Они всосали еще. В голове у Малянова зашумело; он стал вскрикивать чаще и громче. Глухов с хмельной улыбкой озорно погрозил ему пальцем:
— А ты азарт, Парамон!
Малянов выиграл.
Отдуваясь, он откинулся на кочковатую спешку кресла, потом опять наклонился вперед, потянулся к бутылке, чтобы налить еще по одной, — и тут обнаружил, что зелье кончилось.
— Реванш! — громко сказал Глухов. — Хочу реванш! Имею право!

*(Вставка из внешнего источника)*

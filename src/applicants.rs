use std::cmp::Ordering;

use serde::{Deserialize, Serialize};
use tracing::info;

use crate::catalog::sample;
use crate::error::TaskhelperError;
use crate::models::Applicant;
use crate::notify::Notifications;

#[derive(Debug, Clone, Copy, PartialEq, Eq, Default)]
pub enum ApplicantSort {
    #[default]
    Rating,
    Experience,
    Distance,
    Applied,
}

impl ApplicantSort {
    pub const NAMES: [&'static str; 4] = ["rating", "experience", "distance", "applied"];

    pub fn as_str(&self) -> &'static str {
        match self {
            Self::Rating => "rating",
            Self::Experience => "experience",
            Self::Distance => "distance",
            Self::Applied => "applied",
        }
    }

    pub fn from_str(s: &str) -> Option<Self> {
        match s {
            "rating" => Some(Self::Rating),
            "experience" => Some(Self::Experience),
            "distance" => Some(Self::Distance),
            "applied" => Some(Self::Applied),
            _ => None,
        }
    }

    fn compare(&self, a: &Applicant, b: &Applicant) -> Ordering {
        match self {
            Self::Rating => b.rating.total_cmp(&a.rating),
            Self::Experience => b.completed_tasks.cmp(&a.completed_tasks),
            Self::Distance => a.distance_km().total_cmp(&b.distance_km()),
            Self::Applied => a.applied_at.cmp(&b.applied_at),
        }
    }
}

/// The posting whose applicants are being reviewed.
#[derive(Debug, Clone, PartialEq, Serialize, Deserialize)]
pub struct PostedTask {
    pub id: u32,
    pub title: String,
    pub category: String,
    pub description: String,
    pub date: String,
    pub time_slot: String,
    pub location: String,
    pub price: u32,
    pub status: String,
}

#[derive(Debug, Deserialize)]
struct ApplicantsFile {
    task: PostedTask,
    applicants: Vec<Applicant>,
}

#[derive(Debug, Clone)]
pub struct ApplicantBoard {
    task: PostedTask,
    applicants: Vec<Applicant>,
    sort: ApplicantSort,
    selected: Option<u32>,
    notifications: Notifications,
}

impl ApplicantBoard {
    pub fn new(task: PostedTask, applicants: Vec<Applicant>) -> Self {
        Self {
            task,
            applicants,
            sort: ApplicantSort::default(),
            selected: None,
            notifications: Notifications::none(),
        }
    }

    pub fn sample() -> Result<Self, TaskhelperError> {
        let file: ApplicantsFile = serde_json::from_str(sample::APPLICANTS_JSON)
            .map_err(|e| TaskhelperError::catalog(format!("Invalid applicants JSON: {e}")))?;
        Ok(Self::new(file.task, file.applicants))
    }

    pub fn with_notifications(mut self, notifications: Notifications) -> Self {
        self.notifications = notifications;
        self
    }

    pub fn task(&self) -> &PostedTask {
        &self.task
    }

    pub fn sort(&self) -> ApplicantSort {
        self.sort
    }

    pub fn set_sort(&mut self, sort: ApplicantSort) {
        self.sort = sort;
    }

    pub fn sorted(&self) -> Vec<&Applicant> {
        let mut sorted: Vec<&Applicant> = self.applicants.iter().collect();
        sorted.sort_by(|a, b| self.sort.compare(a, b));
        sorted
    }

    pub fn average_rating(&self) -> f32 {
        if self.applicants.is_empty() {
            return 0.0;
        }
        self.applicants.iter().map(|a| a.rating).sum::<f32>() / self.applicants.len() as f32
    }

    pub fn average_completion_rate(&self) -> u32 {
        if self.applicants.is_empty() {
            return 0;
        }
        let sum: u32 = self.applicants.iter().map(|a| a.completion_rate).sum();
        (f64::from(sum) / self.applicants.len() as f64).round() as u32
    }

    pub fn selected(&self) -> Option<&Applicant> {
        self.selected
            .and_then(|id| self.applicants.iter().find(|a| a.id == id))
    }

    /// Choose the helper for this posting. Only one selection is allowed.
    pub fn select_helper(&mut self, id: u32) -> Result<&Applicant, TaskhelperError> {
        if let Some(current) = self.selected() {
            return Err(TaskhelperError::helper_already_selected(&current.name));
        }
        let applicant = self
            .applicants
            .iter()
            .find(|a| a.id == id)
            .ok_or_else(|| TaskhelperError::applicant_not_found(id))?;
        self.selected = Some(id);
        info!(task = self.task.id, applicant = id, "helper selected");
        self.notifications
            .success(Some("Selected"), &format!("{} was selected.", applicant.name));
        Ok(applicant)
    }
}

— Впер-ред! — согласился Малянов.
— Но нужно взять еще.
— Точно? — засомневался Малянов, однако больше для вида; на самом деле он тоже начал подумывать, что нужно взять еще.
— Абсолютно точно.
— У меня тысяч семь есть.
— Дмитрий, не обижайте старика. Я сегодня банкую.
— Почему?
— По ощущениям. Ну, айда?
— Дождь начался. Слышите — шумит.
— Тут недалеко до ларьков, пять минут. Не растаем!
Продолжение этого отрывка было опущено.